Step A: follow PyAlgoTrade doc on GenericBarFeed class
On this link see the addBarsFromCSV() in CSV section of the BarFeed class in v0.16
On this link see the addBarsFromCSV() in CSV section of the BarFeed class in v0.17
Note
- The CSV file must have the column names in the first row.
- It is ok if the Adj Close column is empty.
- When working with multiple instruments:
--- If all the instruments loaded are in the same timezone, then the timezone parameter may not be specified.
--- If any of the instruments loaded are in different timezones, then the timezone parameter should be set.
addBarsFromCSV( instrument, path, timezone = None )
Loads bars for a given instrument from a CSV formatted file. The instrument gets registered in the bar feed.
Parameters:
(string) instrument – Instrument identifier.
(string) path – The path to the CSV file.
(pytz) timezone – The timezone to use to localize bars.Check pyalgotrade.marketsession.
Next:
A BarFeed loads bars from CSV files that have the following format:
Date Time, Open, High, Low, Close, Volume, Adj Close
2013-01-01 13:59:00,13.51001,13.56,13.51,13.56789,273.88014126,13.51001
Step B: implement a documented CSV-file pre-formatting
Your CSV data will need a bit of sanity ( before will be able to be used in PyAlgoTrade methods ),however it is doable and you can create an easy transformator either by hand or with a use of a powerful numpy.genfromtxt() lambda-based converters facilities.
This sample code is intended for an illustration purpose, to see immediately the powers of converters for your own transformations, as CSV-structure differs.

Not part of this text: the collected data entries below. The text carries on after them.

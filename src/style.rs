//! Светлая тема и отступы для egui.

use eframe::{egui, epaint};

pub const RUNNING_COLOR: epaint::Color32 = epaint::Color32::from_rgb(46, 160, 67);
pub const STOPPED_COLOR: epaint::Color32 = epaint::Color32::from_rgb(207, 34, 46);
pub const PENDING_COLOR: epaint::Color32 = epaint::Color32::from_rgb(191, 135, 0);
pub const IDLE_COLOR: epaint::Color32 = epaint::Color32::from_rgb(110, 112, 124);

/// Применить тему один раз при создании окна
pub fn apply_style(ctx: &egui::Context) {
    let mut visuals = egui::Visuals::light();
    visuals.panel_fill = epaint::Color32::from_rgb(248, 248, 250);
    visuals.widgets.active.bg_fill = epaint::Color32::from_rgb(0, 122, 255);
    visuals.widgets.active.fg_stroke = epaint::Stroke::new(1.0, epaint::Color32::WHITE);
    ctx.set_visuals(visuals);

    let mut style = (*ctx.style()).clone();
    style.spacing.item_spacing = egui::vec2(8.0, 6.0);
    style.spacing.button_padding = egui::vec2(12.0, 6.0);
    ctx.set_style(style);
}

with open( getCsvFileNAME( ... ), "r" ) as aFH:
numpy.genfromtxt( aFH,
skip_header = 1, # Ref. pyalgotrade
delimiter = ",",
# v v v v v v
# 2011.08.30,12:00,1791.20,1792.60,1787.60,1789.60,835
# 2011.08.30,13:00,1789.70,1794.30,1788.70,1792.60,550
# 2011.08.30,14:00,1792.70,1816.70,1790.20,1812.10,1222
# 2011.08.30,15:00,1812.20,1831.50,1811.90,1824.70,2373
# 2011.08.30,16:00,1824.80,1828.10,1813.70,1817.90,2215
converters = { 0: lambda aString: mPlotDATEs.date2num( datetime.datetime.strptime( aString, "%Y.%m.%d" ) ), #_______________________________________asFloat ( 1.0, +++ )
1: lambda aString: ( ( int( aString[0:2] ) * 60 + int( aString[3:] ) ) / 60. / 24. ) # ( 15*60 + 00 ) / 60. / 24.__asFloat < 0.0, 1.0 )
# HH: :MM HH MM
}
)
You can use pyalgotrade.barfeed.addBarsFromSequence with list comprehension to feed in data from CSV row by row/bar by bar. Basically you create a bar from each row, pass OHLCV as init parameters and extra columns with additional data in a dictionary. You can try something like this (with all the required imports):
data = pd.DataFrame(index=pd.date_range(start='2021-11-01', end='2021-11-05'), columns=['Open', 'High', 'Low', 'Close', 'Adj Close', 'Volume', 'ExtraCol1', 'ExtraCol3', 'ExtraCol4', 'ExtraCol5'], data=np.random.rand(5, 10))
feed = yahoofeed.Feed()
feed.addBarsFromSequence('instrumentID', data.index.map(lambda i:
BasicBar(
i,
data.loc[i, 'Open'],
data.loc[i, 'High'],
data.loc[i, 'Low'],
data.loc[i, 'Close'],
data.loc[i, 'Volume'],
data.loc[i, 'Adj Close'],
Frequency.DAY,
data.loc[i, 'ExtraCol1':].to_dict())
).values)
The input data frame was created with random values to make this example easier to reproduce, but the part where the bars are added to the feed should work the same for data frames from CSVs given that the valid column names are used.